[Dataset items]

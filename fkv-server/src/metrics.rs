//! # Server Metrics
//!
//! Provide lightweight counters and a latency histogram to compute
//! command throughput, error rate, and tail latency for the server.
//!
//! ## Design Principles
//! 1. **Accumulator Pattern**: Use atomic counters to aggregate events cheaply.
//! 2. **Fixed Buckets**: Keep histogram buckets in a contiguous array for cache locality.
//! 3. **Zero-Cost Access**: Expose snapshots as plain structs without heap work.
//!
//! Counters feed the periodic report task and the INFO `# Stats` section,
//! so the numbers clients see are real rather than canned.

use std::sync::atomic::{AtomicU64, Ordering};
use std::time::Duration;

/// Default latency bucket boundaries in microseconds.
///
/// These are coarse on purpose to keep bucket scans short.
pub const DEFAULT_LATENCY_BUCKETS_US: [u64; 12] =
    [1, 2, 5, 10, 20, 50, 100, 200, 500, 1_000, 2_000, 5_000];

/// Snapshot of all server metrics at a point in time.
#[derive(Debug, Clone)]
pub struct MetricsSnapshot {
    pub connections_accepted: u64,
    pub connections_current: u64,
    pub commands_total: u64,
    pub errors_total: u64,
    pub publishes_total: u64,
    pub messages_delivered: u64,
    pub latency: LatencySnapshot,
}

/// Snapshot of the latency histogram.
#[derive(Debug, Clone)]
pub struct LatencySnapshot {
    /// Bucket boundaries in microseconds.
    pub bounds_us: Vec<u64>,
    /// Bucket counts, including the overflow bucket at the end.
    pub buckets: Vec<u64>,
    /// Total number of samples.
    pub samples: u64,
    /// Sum of latencies in microseconds.
    pub sum_us: u64,
}

/// Thread-safe metrics aggregator for the server.
///
/// All fields are `AtomicU64` with relaxed ordering; the counters only need
/// eventual consistency, never cross-field ordering.
pub struct Metrics {
    connections_accepted: AtomicU64,
    connections_current: AtomicU64,
    commands_total: AtomicU64,
    errors_total: AtomicU64,
    publishes_total: AtomicU64,
    messages_delivered: AtomicU64,
    latency: LatencyHistogram,
}

impl Default for Metrics {
    fn default() -> Self {
        Self::new()
    }
}

impl Metrics {
    /// Creates a metrics aggregator with the default latency buckets.
    pub fn new() -> Self {
        Metrics {
            connections_accepted: AtomicU64::new(0),
            connections_current: AtomicU64::new(0),
            commands_total: AtomicU64::new(0),
            errors_total: AtomicU64::new(0),
            publishes_total: AtomicU64::new(0),
            messages_delivered: AtomicU64::new(0),
            latency: LatencyHistogram::new(DEFAULT_LATENCY_BUCKETS_US.to_vec()),
        }
    }

    pub fn record_connection_opened(&self) {
        self.connections_accepted.fetch_add(1, Ordering::Relaxed);
        self.connections_current.fetch_add(1, Ordering::Relaxed);
    }

    pub fn record_connection_closed(&self) {
        self.connections_current.fetch_sub(1, Ordering::Relaxed);
    }

    /// Records one handled command and its processing latency.
    pub fn record_command(&self, latency: Duration) {
        self.commands_total.fetch_add(1, Ordering::Relaxed);
        self.latency.record(latency);
    }

    /// Records a command that was answered with an error reply.
    pub fn record_error(&self) {
        self.errors_total.fetch_add(1, Ordering::Relaxed);
    }

    pub fn record_publish(&self, delivered: u64) {
        self.publishes_total.fetch_add(1, Ordering::Relaxed);
        self.messages_delivered.fetch_add(delivered, Ordering::Relaxed);
    }

    /// Returns a point-in-time snapshot of all counters and buckets.
    pub fn snapshot(&self) -> MetricsSnapshot {
        MetricsSnapshot {
            connections_accepted: self.connections_accepted.load(Ordering::Relaxed),
            connections_current: self.connections_current.load(Ordering::Relaxed),
            commands_total: self.commands_total.load(Ordering::Relaxed),
            errors_total: self.errors_total.load(Ordering::Relaxed),
            publishes_total: self.publishes_total.load(Ordering::Relaxed),
            messages_delivered: self.messages_delivered.load(Ordering::Relaxed),
            latency: self.latency.snapshot(),
        }
    }
}

/// Fixed-bucket latency histogram.
///
/// Bucket selection is a linear scan; the bound list is short and stays hot
/// in cache.
pub struct LatencyHistogram {
    bounds_us: Vec<u64>,
    buckets: Vec<AtomicU64>,
    sum_us: AtomicU64,
    samples: AtomicU64,
}

impl LatencyHistogram {
    /// Creates a histogram with explicit bucket boundaries (microseconds,
    /// ascending). The last bucket is the overflow bucket.
    pub fn new(bounds_us: Vec<u64>) -> Self {
        let mut buckets = Vec::with_capacity(bounds_us.len() + 1);
        for _ in 0..=bounds_us.len() {
            buckets.push(AtomicU64::new(0));
        }
        LatencyHistogram {
            bounds_us,
            buckets,
            sum_us: AtomicU64::new(0),
            samples: AtomicU64::new(0),
        }
    }

    /// Records a latency measurement into the histogram.
    pub fn record(&self, latency: Duration) {
        let micros = latency.as_micros().min(u128::from(u64::MAX)) as u64;
        self.samples.fetch_add(1, Ordering::Relaxed);
        self.sum_us.fetch_add(micros, Ordering::Relaxed);

        let idx = self
            .bounds_us
            .iter()
            .position(|&bound| micros <= bound)
            .unwrap_or(self.bounds_us.len());
        self.buckets[idx].fetch_add(1, Ordering::Relaxed);
    }

    /// Returns a point-in-time snapshot of the histogram.
    pub fn snapshot(&self) -> LatencySnapshot {
        LatencySnapshot {
            bounds_us: self.bounds_us.clone(),
            buckets: self
                .buckets
                .iter()
                .map(|bucket| bucket.load(Ordering::Relaxed))
                .collect(),
            samples: self.samples.load(Ordering::Relaxed),
            sum_us: self.sum_us.load(Ordering::Relaxed),
        }
    }
}
//! # Keyspace Benchmark Harness
//!
//! Purpose: Provide a dependency-free, repeatable benchmark driver for the
//! keyspace so baseline throughput can be compared over time.
//!
//! ## Design Principles
//! 1. **Deterministic Workload**: Use a fixed PRNG seed for stable comparisons.
//! 2. **Allocation Control**: Pre-build keys/values to keep setup costs off the hot path.
//! 3. **Zero-Cost Dispatch**: Call the concrete store directly.

use std::env;
use std::hint::black_box;
use std::time::Instant;

use fkv_engine::Store;

const DEFAULT_KEY_COUNT: usize = 1 << 16;
const DEFAULT_OP_COUNT: usize = 1_000_000;
const DEFAULT_KEY_SIZE: usize = 16;
const DEFAULT_VALUE_SIZE: usize = 128;

struct BenchConfig {
    requested_keys: usize,
    key_count: usize,
    key_mask: usize,
    op_count: usize,
    key_size: usize,
    value_size: usize,
}

impl BenchConfig {
    fn from_args() -> Self {
        let mut args = env::args().skip(1);
        let requested_keys = parse_usize(args.next(), DEFAULT_KEY_COUNT);
        let op_count = parse_usize(args.next(), DEFAULT_OP_COUNT);
        let key_size = parse_usize(args.next(), DEFAULT_KEY_SIZE);
        let value_size = parse_usize(args.next(), DEFAULT_VALUE_SIZE);

        let key_count = normalize_power_of_two(requested_keys);
        let key_mask = key_count - 1;

        BenchConfig {
            requested_keys,
            key_count,
            key_mask,
            op_count,
            key_size,
            value_size,
        }
    }
}

fn parse_usize(value: Option<String>, fallback: usize) -> usize {
    value.and_then(|raw| raw.parse().ok()).unwrap_or(fallback)
}

fn normalize_power_of_two(value: usize) -> usize {
    let value = value.max(1);
    if value.is_power_of_two() {
        value
    } else {
        value.next_power_of_two()
    }
}

/// Tiny deterministic PRNG used to avoid external dependencies.
struct XorShift64 {
    state: u64,
}

impl XorShift64 {
    fn new(seed: u64) -> Self {
        Self { state: seed }
    }

    fn next_u64(&mut self) -> u64 {
        let mut x = self.state;
        x ^= x << 13;
        x ^= x >> 7;
        x ^= x << 17;
        self.state = x;
        x
    }

    #[inline]
    fn next_index(&mut self, mask: usize) -> usize {
        (self.next_u64() as usize) & mask
    }
}

fn write_u64_le(value: u64, buffer: &mut [u8]) {
    let bytes = value.to_le_bytes();
    let copy_len = buffer.len().min(bytes.len());
    buffer[..copy_len].copy_from_slice(&bytes[..copy_len]);
}

fn build_buffers(count: usize, size: usize, seed: u64) -> Vec<Vec<u8>> {
    let mut buffers = Vec::with_capacity(count);
    for i in 0..count {
        let mut buffer = vec![0u8; size];
        write_u64_le(seed ^ (i as u64), &mut buffer);
        buffers.push(buffer);
    }
    buffers
}

fn report(label: &str, ops: usize, elapsed: std::time::Duration) {
    let secs = elapsed.as_secs_f64();
    let ops_per_sec = (ops as f64) / secs;
    let nanos_per_op = (secs * 1e9) / (ops as f64);
    println!(
        "{label}: {ops} ops in {secs:.3}s ({ops_per_sec:.0} ops/s, {nanos_per_op:.1} ns/op)"
    );
}

fn main() {
    let config = BenchConfig::from_args();
    let store = Store::new();

    let keys = build_buffers(config.key_count, config.key_size, 0xA5A5_A5A5_A5A5_A5A5);
    let values = build_buffers(config.key_count, config.value_size, 0x5A5A_5A5A_5A5A_5A5A);

    for idx in 0..config.key_count {
        store.set(keys[idx].clone(), values[idx].clone());
    }

    println!(
        "keys: requested={}, actual={}, ops={}, key_size={}, value_size={}",
        config.requested_keys,
        config.key_count,
        config.op_count,
        config.key_size,
        config.value_size
    );

    let mut rng = XorShift64::new(0x1234_5678_9ABC_DEF0);
    let start = Instant::now();
    for _ in 0..config.op_count {
        let idx = rng.next_index(config.key_mask);
        let value = store.get(&keys[idx]);
        black_box(value);
    }
    report("GET", config.op_count, start.elapsed());

    let mut rng = XorShift64::new(0x0FED_CBA9_8765_4321);
    let start = Instant::now();
    for _ in 0..config.op_count {
        let idx = rng.next_index(config.key_mask);
        let mut value = values[idx].clone();
        if let Some(first) = value.get_mut(0) {
            *first ^= 0xFF;
        }
        store.set(keys[idx].clone(), value);
    }
    report("SET", config.op_count, start.elapsed());

    let mut rng = XorShift64::new(0x1357_9BDF_0246_8ACE);
    let start = Instant::now();
    for _ in 0..config.op_count {
        let idx = rng.next_index(config.key_mask);
        black_box(store.exists(&keys[idx]));
    }
    report("EXISTS", config.op_count, start.elapsed());
}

_TASK INSTRUCTIONS_
Lines from the entries that contain the string "Records" are what must be copied.

_RESULT OF THE EXERCISE_
    /// Records one handled command and its processing latency.
    /// Records a command that was answered with an error reply.
    /// Records a latency measurement into the histogram.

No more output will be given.